In Toxic Charity: How Churches and Charities Hurt Those They Help (And How to Reverse It) (HarperOne), the 40-year veteran urban minister "takes the gloves off" and argues that much of Americans' charitable giving "is either wasted or actually harms the people it is targeted to help."
The reason is that the "compassion industry" is "almost universally accepted as a virtuous and constructive enterprise," but its "outcomes are almost entirely unexamined." Years of charitable giving at home and abroad, Lupton contends, have made barely a dent in reducing poverty and often encourage dependency. Toxic Charity offers some statistics, but more stories, as evidence that both our philosophy and practice of charity are frequently misguided.
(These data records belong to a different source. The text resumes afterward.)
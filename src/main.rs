use anyhow::Result;
use tracing_subscriber::EnvFilter;

mod app;
mod config;
mod greeting;
mod input;
mod ollama;
mod spinner;
mod transcript;
mod tui;
mod ui;
mod viewport;

use app::{ChatApp, Work};
use config::Config;
use ollama::OllamaClient;
use tui::{AppEvent, EventHandler};

#[tokio::main]
async fn main() -> Result<()> {
    let _log_guard = init_logging();

    let config = Config::load().unwrap_or_default();

    tui::install_panic_hook();
    let mut terminal = tui::init()?;
    let mut events = EventHandler::new();

    greeting::run_banner(&mut terminal, &mut events, "Chat with a local Llama model").await?;
    greeting::run_loading(&mut terminal, &mut events).await?;

    let result = run_chat(&mut terminal, &mut events, &config).await;

    tui::restore()?;

    // The TUI renders on stderr; the unsent draft goes to stdout on exit.
    match result {
        Ok(unsent) => {
            println!("{unsent}");
            Ok(())
        }
        Err(err) => Err(err),
    }
}

/// The single ordered event loop: draw, dequeue one event, let the controller
/// process it to completion, then execute whatever work it scheduled. Backend
/// calls and timers run off-loop and come back as events through the same
/// queue, so nothing else ever touches controller state.
async fn run_chat(
    terminal: &mut tui::Tui,
    events: &mut EventHandler,
    config: &Config,
) -> Result<String> {
    let client = OllamaClient::new(&config.base_url);
    let mut app = ChatApp::new();

    let size = terminal.size()?;
    app.handle(AppEvent::Resize(size.width, size.height));

    tracing::info!(base_url = %config.base_url, model = %config.model, "chat session started");

    loop {
        terminal.draw(|frame| ui::render(&mut app, frame))?;

        let Some(event) = events.next().await else {
            return Ok(app.input.value().to_string());
        };

        for work in app.handle(event) {
            match work {
                Work::FetchReply { prompt } => {
                    let client = client.clone();
                    let model = config.model.clone();
                    let tx = events.sender();
                    tokio::spawn(async move {
                        let result = client.chat(&model, &prompt).await;
                        let _ = tx.send(AppEvent::Reply(result));
                    });
                }
                Work::ScheduleTick => {
                    tui::schedule_tick(events.sender(), spinner::TICK_INTERVAL);
                }
                Work::RequestRedraw => {
                    let _ = events.sender().send(AppEvent::Redraw);
                }
                Work::Quit => {
                    tracing::info!("chat session ended");
                    return Ok(app.input.value().to_string());
                }
            }
        }
    }
}

/// File-based logging; stdout and stderr belong to the TUI. Returns the
/// appender guard so buffered lines flush on exit.
fn init_logging() -> Option<tracing_appender::non_blocking::WorkerGuard> {
    let log_dir = dirs::config_dir()?.join("llamachat");
    std::fs::create_dir_all(&log_dir).ok()?;

    let appender = tracing_appender::rolling::never(log_dir, "llamachat.log");
    let (writer, guard) = tracing_appender::non_blocking(appender);

    tracing_subscriber::fmt()
        .with_env_filter(
            EnvFilter::try_from_default_env().unwrap_or_else(|_| EnvFilter::new("info")),
        )
        .with_writer(writer)
        .with_ansi(false)
        .init();

    Some(guard)
}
The news here is painful. Our self-centeredness contributes to the problem. We evaluate our giving, Lupton argues, "by the rewards we receive through service, rather than the benefits received by the served."
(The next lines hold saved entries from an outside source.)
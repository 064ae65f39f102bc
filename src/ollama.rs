use reqwest::Client;
use serde::{Deserialize, Serialize};
use thiserror::Error;

pub const DEFAULT_BASE_URL: &str = "http://127.0.0.1:11434";
pub const DEFAULT_MODEL: &str = "llama3.2";

#[derive(Serialize)]
struct ChatRequest {
    model: String,
    messages: Vec<ChatMessage>,
    stream: bool,
}

#[derive(Serialize)]
struct ChatMessage {
    role: String,
    content: String,
}

#[derive(Deserialize)]
struct ChatResponse {
    message: ReplyMessage,
}

// Ollama also sends timing and token-count telemetry alongside the message;
// serde drops the fields we don't model.
#[derive(Deserialize)]
struct ReplyMessage {
    #[allow(dead_code)]
    #[serde(default)]
    role: String,
    content: String,
}

#[derive(Debug, Error)]
pub enum ChatError {
    #[error("failed to encode chat request: {0}")]
    Encoding(#[source] serde_json::Error),
    #[error("could not reach Ollama: {0}. Make sure Ollama is running with: ollama serve")]
    Transport(#[source] reqwest::Error),
    #[error("Ollama returned an invalid reply: {0}")]
    Decoding(#[source] serde_json::Error),
}

#[derive(Clone)]
pub struct OllamaClient {
    client: Client,
    base_url: String,
}

impl OllamaClient {
    pub fn new(base_url: &str) -> Self {
        Self {
            client: Client::new(),
            base_url: base_url.to_string(),
        }
    }

    /// One non-streaming exchange with `/api/chat`. The prior transcript is
    /// already joined into a single user-turn prompt by the caller. Always
    /// invoked from a spawned task so the event loop never blocks on it.
    pub async fn chat(&self, model: &str, prompt: &str) -> Result<String, ChatError> {
        let url = format!("{}/api/chat", self.base_url);

        let request = ChatRequest {
            model: model.to_string(),
            messages: vec![ChatMessage {
                role: "user".to_string(),
                content: prompt.to_string(),
            }],
            stream: false,
        };

        let body = serde_json::to_vec(&request).map_err(ChatError::Encoding)?;

        let response = self
            .client
            .post(&url)
            .header("Content-Type", "application/json")
            .body(body)
            .send()
            .await
            .map_err(ChatError::Transport)?
            .error_for_status()
            .map_err(ChatError::Transport)?;

        let bytes = response.bytes().await.map_err(ChatError::Transport)?;
        decode_reply(&bytes)
    }
}

fn decode_reply(bytes: &[u8]) -> Result<String, ChatError> {
    let reply: ChatResponse = serde_json::from_slice(bytes).map_err(ChatError::Decoding)?;
    Ok(reply.message.content)
}

#[cfg(test)]
mod tests {
    use super::*;

    #[test]
    fn test_request_matches_wire_shape() {
        let request = ChatRequest {
            model: "llama3.2".to_string(),
            messages: vec![ChatMessage {
                role: "user".to_string(),
                content: "You: hello".to_string(),
            }],
            stream: false,
        };

        let value = serde_json::to_value(&request).unwrap();
        assert_eq!(
            value,
            serde_json::json!({
                "model": "llama3.2",
                "messages": [{"role": "user", "content": "You: hello"}],
                "stream": false,
            })
        );
    }

    #[test]
    fn test_decode_reply_ignores_telemetry_fields() {
        let body = serde_json::json!({
            "model": "llama3.2",
            "created_at": "2024-01-01T00:00:00Z",
            "message": {"role": "assistant", "content": "hi there"},
            "done_reason": "stop",
            "done": true,
            "total_duration": 123456,
            "eval_count": 42,
        });
        let text = decode_reply(body.to_string().as_bytes()).unwrap();
        assert_eq!(text, "hi there");
    }

    #[test]
    fn test_decode_reply_accepts_empty_content() {
        let body = br#"{"message": {"role": "assistant", "content": ""}}"#;
        assert_eq!(decode_reply(body).unwrap(), "");
    }

    #[test]
    fn test_decode_reply_classifies_invalid_body() {
        let err = decode_reply(b"not json at all").unwrap_err();
        assert!(matches!(err, ChatError::Decoding(_)));
    }

    #[test]
    fn test_decode_reply_classifies_missing_message() {
        let err = decode_reply(br#"{"done": true}"#).unwrap_err();
        assert!(matches!(err, ChatError::Decoding(_)));
    }
}
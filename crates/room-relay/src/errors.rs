//! Session relay error types.
//!
//! Relay errors are returned from [`RelayHandle`](crate::relay::RelayHandle)
//! calls. Join failures reported asynchronously by the SDK are not errors of the
//! call that started the join; they are published as
//! [`RelayNotification::JoinFailed`](crate::relay::RelayNotification::JoinFailed).

use thiserror::Error;

/// Errors surfaced by the conferencing SDK boundary.
#[derive(Debug, Clone, PartialEq, Eq, Error)]
pub enum SdkError {
    /// The SDK refused to start a join.
    ///
    /// Failures after the join was accepted are not errors; they arrive as
    /// [`SdkEvent::RoomInitError`](crate::sdk::SdkEvent::RoomInitError).
    #[error("Join rejected by SDK: {0}")]
    JoinRejected(String),
}

/// Session relay error type.
#[derive(Debug, Error)]
pub enum RelayError {
    /// The SDK rejected a join request synchronously.
    #[error("Join failed: {0}")]
    JoinRejected(#[from] SdkError),

    /// The relay actor is gone (shut down or panicked).
    #[error("Relay channel closed")]
    ChannelClosed,

    /// Internal error.
    #[error("Internal error: {0}")]
    Internal(String),
}

impl RelayError {
    /// Returns a message suitable for an alert shown to the user.
    #[must_use]
    pub fn user_message(&self) -> String {
        match self {
            RelayError::JoinRejected(SdkError::JoinRejected(reason)) => {
                format!("Unable to join the room: {reason}")
            }
            RelayError::ChannelClosed | RelayError::Internal(_) => {
                "An internal error occurred".to_string()
            }
        }
    }
}

#[cfg(test)]
#[allow(clippy::unwrap_used, clippy::expect_used)]
mod tests {
    use super::*;

    #[test]
    fn test_sdk_error_converts_to_join_rejected() {
        let err: RelayError = SdkError::JoinRejected("invalid token".to_string()).into();
        assert!(matches!(err, RelayError::JoinRejected(_)));
        assert_eq!(
            err.to_string(),
            "Join failed: Join rejected by SDK: invalid token"
        );
    }

    #[test]
    fn test_user_messages_hide_internal_details() {
        let err = RelayError::Internal("oneshot dropped at relay/actor.rs".to_string());
        assert_eq!(err.user_message(), "An internal error occurred");
        assert!(!err.user_message().contains("oneshot"));

        assert_eq!(
            RelayError::ChannelClosed.user_message(),
            "An internal error occurred"
        );
    }

    #[test]
    fn test_user_message_carries_join_reason() {
        let err = RelayError::JoinRejected(SdkError::JoinRejected("room closed".to_string()));
        assert_eq!(err.user_message(), "Unable to join the room: room closed");
    }
}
Short-term mission trips are a case in point. Such "junkets" involve expenditures of between $2.5-5 billion annually, yet produce little lasting change, often displace local labor, and distract indigenous church leaders from more important work. We get more than we give when we go.
Meanwhile, our relief-oriented, commodity-based charity flourishes at home because even though its effects are irresponsible, it feels good to the givers. Lupton grieves that "our free food and clothing distribution encourages ever-growing handout lines, diminishing the dignity of the poor while increasing their dependency."
Lupton does offer some ideas for improvement. He proposes a new "Oath for Compassionate Service" for the charity industry to adopt, much as the medical community has adopted the Hippocratic Oath. Lupton's Oath offers six key guidelines: (1) Never do for the poor what they can do for themselves; (2) Limit one-way giving to emergencies; (3) Empower the poor through employment, lending, and investing, using grants sparingly to reinforce achievements; (4) Subordinate self-interest to the needs of those being served; (5) Listen closely to those you seek to help; (6) Above all, do no harm.
The Oath embodies the philosophy of "asset-based community development" (ABCD). This is a glass-half-full strategy that focuses on a community's strengths more than its needs. It takes seriously the gifts and talents of the poor, and seeks to do ministry in the community with them rather than for them, thus protecting people's dignity.
For example, Lupton profiles a church that replaced its traditional food pantry with a food co-op. Local residents pay $3 in co-op dues for $30 worth of groceries, and they buy the food, box it, and distribute it. Another congregation turned its free clothing closet into a revenue-generating thrift store that teaches job skills. Still another transformed its soup kitchen into an entrepreneurial venture for female recipients who had a vision for starting a catering business.